======== Given information ========

//! Launch resolver.
//!
//! `AppLauncher::launch` runs pre-checks, then an ordered chain of
//! strategies. Each apparent success is verified; the first verified success
//! wins and no later strategy runs. Strategy errors are logged and the chain
//! moves on. Only an exhausted chain is reported as a failure.

pub mod candidates;
pub mod strategies;
pub mod tables;
pub mod verifier;

use std::sync::Arc;
use std::time::Duration;

use chrono::{DateTime, Utc};
use deepfreeze_config::DeepfreezeConfig;
use deepfreeze_types::{
    ExecutionContext, LaunchFlag, LaunchIntent, LaunchResult, RegistryEntry, Remediation,
    RemediationAction, StrategyId, UnitId,
};
use serde::Serialize;
use tracing::{debug, info, warn};

use crate::freeze::FreezeManager;
use crate::platform::{ActivityHost, PrivilegedCapability, Registry};
use candidates::launcher_entries;
use strategies::{LaunchCtx, LaunchStrategy, default_chain, restricted_chain};
use tables::LaunchTables;
use verifier::{LaunchVerifier, Verification, VerifierSettings};

pub const MARKET_DETAILS_URI: &str = "market://details?id=";
pub const WEB_STORE_URI: &str = "https://play.google.com/store/apps/details?id=";
pub const ACTION_APPLICATION_DETAILS_SETTINGS: &str =
    "android.settings.APPLICATION_DETAILS_SETTINGS";
pub const ACTION_CALL: &str = "android.intent.action.CALL";

#[derive(Debug, Clone)]
pub struct LaunchSettings {
    /// Our own unit id, sent as referrer by lock-task strategies.
    pub self_unit: UnitId,
    pub wake_delay: Duration,
    pub verifier: VerifierSettings,
}

impl Default for LaunchSettings {
    fn default() -> Self {
        Self {
            self_unit: UnitId::from_static(deepfreeze_config::DEFAULT_SELF_UNIT),
            wake_delay: Duration::from_millis(deepfreeze_config::DEFAULT_WAKE_DELAY_MS),
            verifier: VerifierSettings::default(),
        }
    }
}

impl LaunchSettings {
    #[must_use]
    pub fn from_config(config: &DeepfreezeConfig) -> Self {
        Self {
            self_unit: config.self_unit(),
            wake_delay: config.wake_delay(),
            verifier: VerifierSettings {
                settle_delay: config.settle_delay(),
                restricted_settle_delay: config.restricted_settle_delay(),
                recent_task_limit: config.recent_task_limit(),
            },
        }
    }
}

#[derive(Debug, Clone, PartialEq, Eq)]
pub enum AttemptOutcome {
    /// The strategy had no candidate for this unit.
    NotApplicable,
    /// The host accepted a start but verification did not observe the unit.
    Unverified,
    Verified,
    /// Every verification check errored; counted as a launch.
    Assumed,
    Failed(String),
}

/// One strategy's result within a single `launch` call.
#[derive(Debug, Clone)]
pub struct LaunchAttempt {
    pub strategy: StrategyId,
    pub outcome: AttemptOutcome,
    pub at: DateTime<Utc>,
}

/// Diagnostic snapshot of why a unit may not be startable.
#[derive(Debug, Clone, Default, PartialEq, Eq, Serialize)]
pub struct LaunchInfo {
    pub installed: bool,
    pub enabled: bool,
    pub hidden: bool,
    pub suspended: bool,
    pub can_launch: bool,
    pub entry_points: Vec<String>,
    pub launch_component: Option<String>,
    #[serde(skip_serializing_if = "Option::is_none")]
    pub error: Option<String>,
}

pub struct AppLauncher {
    registry: Arc<dyn Registry>,
    host: Arc<dyn ActivityHost>,
    manager: Arc<FreezeManager>,
    verifier: LaunchVerifier,
    tables: Arc<LaunchTables>,
    settings: LaunchSettings,
    chain: Vec<Box<dyn LaunchStrategy>>,
    restricted_chain: Vec<Box<dyn LaunchStrategy>>,
}

impl AppLauncher {
    pub fn new(
        registry: Arc<dyn Registry>,
        capability: Arc<dyn PrivilegedCapability>,
        host: Arc<dyn ActivityHost>,
        manager: Arc<FreezeManager>,
        tables: LaunchTables,
        settings: LaunchSettings,
    ) -> Self {
        let verifier = LaunchVerifier::new(capability, Arc::clone(&host), settings.verifier);
        Self {
            registry,
            host,
            manager,
            verifier,
            tables: Arc::new(tables),
            settings,
            chain: default_chain(),
            restricted_chain: restricted_chain(),
        }
    }

    /// Replace the normal-context chain.
    #[must_use]
    pub fn with_chain(mut self, chain: Vec<Box<dyn LaunchStrategy>>) -> Self {
        self.chain = chain;
        self
    }

    #[must_use]
    pub fn with_restricted_chain(mut self, chain: Vec<Box<dyn LaunchStrategy>>) -> Self {
        self.restricted_chain = chain;
        self
    }

    pub async fn launch(&self, unit: &UnitId) -> bool {
        self.launch_detailed(unit).await.success
    }

    pub async fn launch_detailed(&self, unit: &UnitId) -> LaunchResult {
        let Some(entry) = self.precheck(unit).await else {
            return LaunchResult::failed();
        };

        let context = match self.host.execution_context().await {
            Ok(context) => context,
            Err(e) => {
                debug!(unit = %unit, "Execution context unavailable, assuming normal: {e}");
                ExecutionContext::Normal
            }
        };
        let chain = if context.is_restricted() {
            info!(unit = %unit, "Lock-task mode active, using restricted chain");
            &self.restricted_chain
        } else {
            &self.chain
        };

        let mut ctx = LaunchCtx::new(
            Arc::clone(&self.registry),
            Arc::clone(&self.host),
            Arc::clone(&self.tables),
            context,
            entry,
            self.settings.self_unit.clone(),
            self.settings.wake_delay,
        );

        let mut attempts: Vec<LaunchAttempt> = Vec::with_capacity(chain.len());
        for strategy in chain {
            let id = strategy.id();
            let outcome = match strategy.attempt(unit, &mut ctx).await {
                Ok(false) => AttemptOutcome::NotApplicable,
                Ok(true) => match self.verifier.check(unit, context).await {
                    Verification::Confirmed(check) => {
                        debug!(unit = %unit, strategy = %id, ?check, "Launch observed");
                        AttemptOutcome::Verified
                    }
                    Verification::Inconclusive => AttemptOutcome::Assumed,
                    Verification::Refuted => {
                        debug!(unit = %unit, strategy = %id, "Start accepted but launch not observed");
                        AttemptOutcome::Unverified
                    }
                },
                Err(e) => {
                    debug!(unit = %unit, strategy = %id, "Strategy failed: {e}");
                    AttemptOutcome::Failed(e.to_string())
                }
            };
            let launched = matches!(outcome, AttemptOutcome::Verified | AttemptOutcome::Assumed);
            let verified = outcome == AttemptOutcome::Verified;
            attempts.push(LaunchAttempt {
                strategy: id,
                outcome,
                at: Utc::now(),
            });
            if launched {
                info!(
                    unit = %unit,
                    strategy = %id,
                    verified,
                    attempts = attempts.len(),
                    "Launched unit"
                );
                return LaunchResult::succeeded(id, verified);
            }
        }

        warn!(unit = %unit, attempts = attempts.len(), "Every launch strategy failed");
        for attempt in &attempts {
            debug!(
                unit = %unit,
                strategy = %attempt.strategy,
                at = %attempt.at,
                outcome = ?attempt.outcome,
                "Launch attempt"
            );
        }
        let info = self.launch_info(unit).await;
        warn!(
            unit = %unit,
            installed = info.installed,
            hidden = info.hidden,
            can_launch = info.can_launch,
            entry_points = info.entry_points.len(),
            launch_component = ?info.launch_component,
            "Launch diagnostics"
        );
        LaunchResult::failed()
    }

    /// Installed, enabled, and neither OS-hidden nor in the ledger.
    async fn precheck(&self, unit: &UnitId) -> Option<RegistryEntry> {
        let entry = match self.registry.get_entry(unit).await {
            Ok(Some(entry)) => entry,
            Ok(None) => {
                info!(unit = %unit, "Cannot launch: not installed");
                return None;
            }
            Err(e) => {
                warn!(unit = %unit, "Cannot launch: registry lookup failed: {e}");
                return None;
            }
        };

        match self.registry.is_enabled(unit).await {
            Ok(true) => {}
            Ok(false) => {
                info!(unit = %unit, "Cannot launch: disabled");
                return None;
            }
            Err(e) => {
                warn!(unit = %unit, "Cannot launch: enabled check failed: {e}");
                return None;
            }
        }

        if entry.hidden || self.manager.is_suspended(unit) {
            info!(unit = %unit, "Cannot launch: suspended");
            return None;
        }
        Some(entry)
    }

    pub async fn launch_info(&self, unit: &UnitId) -> LaunchInfo {
        let entry = match self.registry.get_entry(unit).await {
            Ok(Some(entry)) => entry,
            Ok(None) => return LaunchInfo::default(),
            Err(e) => {
                return LaunchInfo {
                    error: Some(e.to_string()),
                    ..LaunchInfo::default()
                };
            }
        };

        let mut info = LaunchInfo {
            installed: true,
            enabled: entry.enabled,
            hidden: entry.hidden,
            suspended: self.manager.is_suspended(unit),
            launch_component: entry.launch_entry.clone(),
            ..LaunchInfo::default()
        };

        let mut has_launcher_entry = false;
        match self.registry.entry_points(unit).await {
            Ok(points) => {
                has_launcher_entry = launcher_entries(&points).next().is_some();
                info.entry_points = points.into_iter().map(|ep| ep.class_name).collect();
            }
            Err(e) => info.error = Some(e.to_string()),
        }

        info.can_launch = info.enabled
            && !info.hidden
            && !info.suspended
            && (info.launch_component.is_some() || has_launcher_entry);
        info
    }

    /// Carry out a remediation that maps to a host action.
    ///
    /// Returns `false` for manual remediations and when every start request
    /// was rejected.
    pub async fn attempt_remediation(&self, unit: &UnitId, remediation: &Remediation) -> bool {
        let intents = match &remediation.action {
            RemediationAction::OpenStoreListing => vec![
                LaunchIntent::uri(format!("{MARKET_DETAILS_URI}{unit}"), None),
                LaunchIntent::uri(format!("{WEB_STORE_URI}{unit}"), None),
            ],
            RemediationAction::OpenUri(uri) => vec![LaunchIntent::uri(uri.as_str(), None)],
            RemediationAction::OpenAppSettings => vec![
                LaunchIntent::uri(format!("package:{unit}"), None)
                    .with_action(ACTION_APPLICATION_DETAILS_SETTINGS),
            ],
            RemediationAction::DialCode(code) => vec![
                LaunchIntent::uri(format!("tel:{}", encode_dial_code(code)), None)
                    .with_action(ACTION_CALL),
            ],
            RemediationAction::LaunchAlternative(alternative) => {
                info!(unit = %unit, alternative = %alternative, "Launching alternative unit");
                return self.launch(alternative).await;
            }
            action => {
                debug!(unit = %unit, ?action, "Remediation needs the user");
                return false;
            }
        };

        for intent in intents {
            let intent = intent.with_flags(&[LaunchFlag::NewTask]);
            match self.host.start_activity(&intent).await {
                Ok(()) => {
                    info!(unit = %unit, remediation = %remediation.title, "Remediation started");
                    return true;
                }
                Err(e) => debug!(unit = %unit, intent = %intent, "Remediation start rejected: {e}"),
            }
        }
        warn!(unit = %unit, remediation = %remediation.title, "Remediation failed");
        false
    }
}

fn encode_dial_code(code: &str) -> String {
    code.replace('#', "%23")
}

========

What the task asks —
From the top of the listing above, restate each line word for word up to and including the line with "use tables::LaunchTables;"; add nothing else.

Exercise response —
//! Launch resolver.
//!
//! `AppLauncher::launch` runs pre-checks, then an ordered chain of
//! strategies. Each apparent success is verified; the first verified success
//! wins and no later strategy runs. Strategy errors are logged and the chain
//! moves on. Only an exhausted chain is reported as a failure.

pub mod candidates;
pub mod strategies;
pub mod tables;
pub mod verifier;

use std::sync::Arc;
use std::time::Duration;

use chrono::{DateTime, Utc};
use deepfreeze_config::DeepfreezeConfig;
use deepfreeze_types::{
    ExecutionContext, LaunchFlag, LaunchIntent, LaunchResult, RegistryEntry, Remediation,
    RemediationAction, StrategyId, UnitId,
};
use serde::Serialize;
use tracing::{debug, info, warn};

use crate::freeze::FreezeManager;
use crate::platform::{ActivityHost, PrivilegedCapability, Registry};
use candidates::launcher_entries;
use strategies::{LaunchCtx, LaunchStrategy, default_chain, restricted_chain};
use tables::LaunchTables;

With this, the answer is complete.